Requirement: In the records below, pick out all lines containing the word "host".
+ + + +
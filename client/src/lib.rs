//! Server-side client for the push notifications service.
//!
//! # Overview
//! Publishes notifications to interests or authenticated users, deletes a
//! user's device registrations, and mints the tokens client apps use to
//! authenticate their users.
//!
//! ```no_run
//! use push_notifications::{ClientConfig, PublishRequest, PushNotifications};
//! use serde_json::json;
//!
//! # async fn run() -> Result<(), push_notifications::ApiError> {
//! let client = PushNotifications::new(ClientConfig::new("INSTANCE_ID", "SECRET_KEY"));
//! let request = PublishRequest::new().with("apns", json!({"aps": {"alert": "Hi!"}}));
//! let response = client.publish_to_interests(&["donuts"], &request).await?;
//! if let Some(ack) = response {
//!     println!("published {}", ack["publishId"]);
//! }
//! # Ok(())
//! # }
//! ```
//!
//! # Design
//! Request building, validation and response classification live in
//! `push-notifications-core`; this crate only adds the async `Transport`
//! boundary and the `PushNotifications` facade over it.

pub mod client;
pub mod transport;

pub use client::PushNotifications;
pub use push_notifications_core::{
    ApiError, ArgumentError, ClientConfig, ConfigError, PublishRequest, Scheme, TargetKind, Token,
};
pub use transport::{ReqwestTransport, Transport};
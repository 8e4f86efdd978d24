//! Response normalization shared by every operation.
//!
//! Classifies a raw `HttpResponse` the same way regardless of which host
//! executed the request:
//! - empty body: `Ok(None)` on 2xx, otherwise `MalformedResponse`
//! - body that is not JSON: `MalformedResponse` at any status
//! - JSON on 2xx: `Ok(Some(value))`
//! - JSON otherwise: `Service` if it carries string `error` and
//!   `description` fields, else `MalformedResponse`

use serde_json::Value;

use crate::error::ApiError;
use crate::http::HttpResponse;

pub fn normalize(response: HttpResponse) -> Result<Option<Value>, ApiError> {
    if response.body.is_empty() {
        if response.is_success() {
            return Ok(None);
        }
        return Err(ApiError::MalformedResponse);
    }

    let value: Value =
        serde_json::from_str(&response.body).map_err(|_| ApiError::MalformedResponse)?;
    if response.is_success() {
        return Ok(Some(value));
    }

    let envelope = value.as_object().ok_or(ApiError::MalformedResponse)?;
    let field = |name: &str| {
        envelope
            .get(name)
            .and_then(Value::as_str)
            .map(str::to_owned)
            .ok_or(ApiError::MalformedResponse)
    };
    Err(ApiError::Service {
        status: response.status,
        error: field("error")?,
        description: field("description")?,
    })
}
+ + + +
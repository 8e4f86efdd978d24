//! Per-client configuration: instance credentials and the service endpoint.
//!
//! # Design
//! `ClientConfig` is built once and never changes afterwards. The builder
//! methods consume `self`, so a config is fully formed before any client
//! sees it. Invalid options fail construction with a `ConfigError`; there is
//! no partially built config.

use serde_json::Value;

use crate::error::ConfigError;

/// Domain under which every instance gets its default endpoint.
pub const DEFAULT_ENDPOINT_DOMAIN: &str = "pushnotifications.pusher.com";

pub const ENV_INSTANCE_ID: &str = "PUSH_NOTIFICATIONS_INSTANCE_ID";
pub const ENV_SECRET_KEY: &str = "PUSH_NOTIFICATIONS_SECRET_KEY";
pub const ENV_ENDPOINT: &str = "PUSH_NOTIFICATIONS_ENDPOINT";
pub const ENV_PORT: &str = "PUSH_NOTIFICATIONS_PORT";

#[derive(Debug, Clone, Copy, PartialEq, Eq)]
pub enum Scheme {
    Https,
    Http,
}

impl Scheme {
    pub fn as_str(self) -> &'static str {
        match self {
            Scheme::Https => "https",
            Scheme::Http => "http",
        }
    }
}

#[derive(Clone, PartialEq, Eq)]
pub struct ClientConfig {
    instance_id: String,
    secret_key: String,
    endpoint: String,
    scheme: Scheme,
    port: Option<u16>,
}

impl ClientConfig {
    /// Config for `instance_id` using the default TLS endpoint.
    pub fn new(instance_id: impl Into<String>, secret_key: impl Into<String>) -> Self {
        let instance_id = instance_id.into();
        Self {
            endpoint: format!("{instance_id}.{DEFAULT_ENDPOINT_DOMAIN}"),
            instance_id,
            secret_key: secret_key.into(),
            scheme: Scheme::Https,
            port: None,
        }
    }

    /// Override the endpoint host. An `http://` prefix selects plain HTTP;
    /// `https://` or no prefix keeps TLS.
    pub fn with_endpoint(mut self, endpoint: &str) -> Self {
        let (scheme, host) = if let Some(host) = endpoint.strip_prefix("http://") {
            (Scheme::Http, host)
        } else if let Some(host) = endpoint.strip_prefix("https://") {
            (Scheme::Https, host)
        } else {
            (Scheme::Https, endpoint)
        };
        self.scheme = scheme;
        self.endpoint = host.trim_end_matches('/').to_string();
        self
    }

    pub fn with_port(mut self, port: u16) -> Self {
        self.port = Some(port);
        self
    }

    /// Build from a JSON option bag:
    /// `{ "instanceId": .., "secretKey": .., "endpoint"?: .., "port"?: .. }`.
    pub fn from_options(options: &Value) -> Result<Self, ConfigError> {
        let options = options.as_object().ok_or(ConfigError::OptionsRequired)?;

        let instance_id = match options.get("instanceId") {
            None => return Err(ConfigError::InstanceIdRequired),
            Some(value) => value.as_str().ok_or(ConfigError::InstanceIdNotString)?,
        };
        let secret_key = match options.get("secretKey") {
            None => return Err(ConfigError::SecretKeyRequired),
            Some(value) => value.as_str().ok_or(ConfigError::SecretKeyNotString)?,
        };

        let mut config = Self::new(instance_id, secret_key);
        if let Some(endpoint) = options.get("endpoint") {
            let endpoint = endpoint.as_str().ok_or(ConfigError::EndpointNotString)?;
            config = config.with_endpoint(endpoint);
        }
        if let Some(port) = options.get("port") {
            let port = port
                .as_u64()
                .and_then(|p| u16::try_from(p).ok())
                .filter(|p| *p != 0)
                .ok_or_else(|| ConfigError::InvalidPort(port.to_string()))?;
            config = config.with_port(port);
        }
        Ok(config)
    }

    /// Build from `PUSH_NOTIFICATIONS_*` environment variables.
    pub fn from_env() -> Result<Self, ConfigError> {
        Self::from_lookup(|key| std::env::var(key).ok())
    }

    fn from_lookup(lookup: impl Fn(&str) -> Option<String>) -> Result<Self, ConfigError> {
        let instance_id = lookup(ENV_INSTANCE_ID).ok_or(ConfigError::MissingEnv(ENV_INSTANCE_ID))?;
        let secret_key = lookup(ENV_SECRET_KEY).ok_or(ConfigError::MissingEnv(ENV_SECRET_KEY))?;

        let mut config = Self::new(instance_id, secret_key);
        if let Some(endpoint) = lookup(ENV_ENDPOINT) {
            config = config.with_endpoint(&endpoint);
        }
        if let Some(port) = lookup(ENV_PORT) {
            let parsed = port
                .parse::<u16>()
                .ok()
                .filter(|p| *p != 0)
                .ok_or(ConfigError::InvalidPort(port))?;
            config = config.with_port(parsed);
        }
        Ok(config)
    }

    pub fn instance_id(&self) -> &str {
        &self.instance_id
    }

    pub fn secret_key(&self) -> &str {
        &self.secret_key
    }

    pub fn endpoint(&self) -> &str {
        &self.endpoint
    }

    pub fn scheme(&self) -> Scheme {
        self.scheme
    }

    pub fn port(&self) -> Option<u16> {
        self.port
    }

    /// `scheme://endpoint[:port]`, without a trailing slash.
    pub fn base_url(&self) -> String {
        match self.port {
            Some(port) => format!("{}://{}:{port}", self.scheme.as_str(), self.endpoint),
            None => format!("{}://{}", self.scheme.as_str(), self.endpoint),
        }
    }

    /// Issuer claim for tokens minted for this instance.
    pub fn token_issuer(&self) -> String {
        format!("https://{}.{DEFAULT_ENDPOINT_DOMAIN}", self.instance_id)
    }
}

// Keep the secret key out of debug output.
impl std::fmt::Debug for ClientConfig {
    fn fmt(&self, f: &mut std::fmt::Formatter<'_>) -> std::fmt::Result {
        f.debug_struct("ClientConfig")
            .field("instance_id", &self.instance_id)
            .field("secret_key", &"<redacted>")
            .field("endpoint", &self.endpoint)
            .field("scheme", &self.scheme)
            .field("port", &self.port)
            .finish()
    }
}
+ + + +
Output of the task:
//! Classifies a raw `HttpResponse` the same way regardless of which host
    /// Override the endpoint host. An `http://` prefix selects plain HTTP;
        let (scheme, host) = if let Some(host) = endpoint.strip_prefix("http://") {
            (Scheme::Http, host)
        } else if let Some(host) = endpoint.strip_prefix("https://") {
            (Scheme::Https, host)
        self.endpoint = host.trim_end_matches('/').to_string();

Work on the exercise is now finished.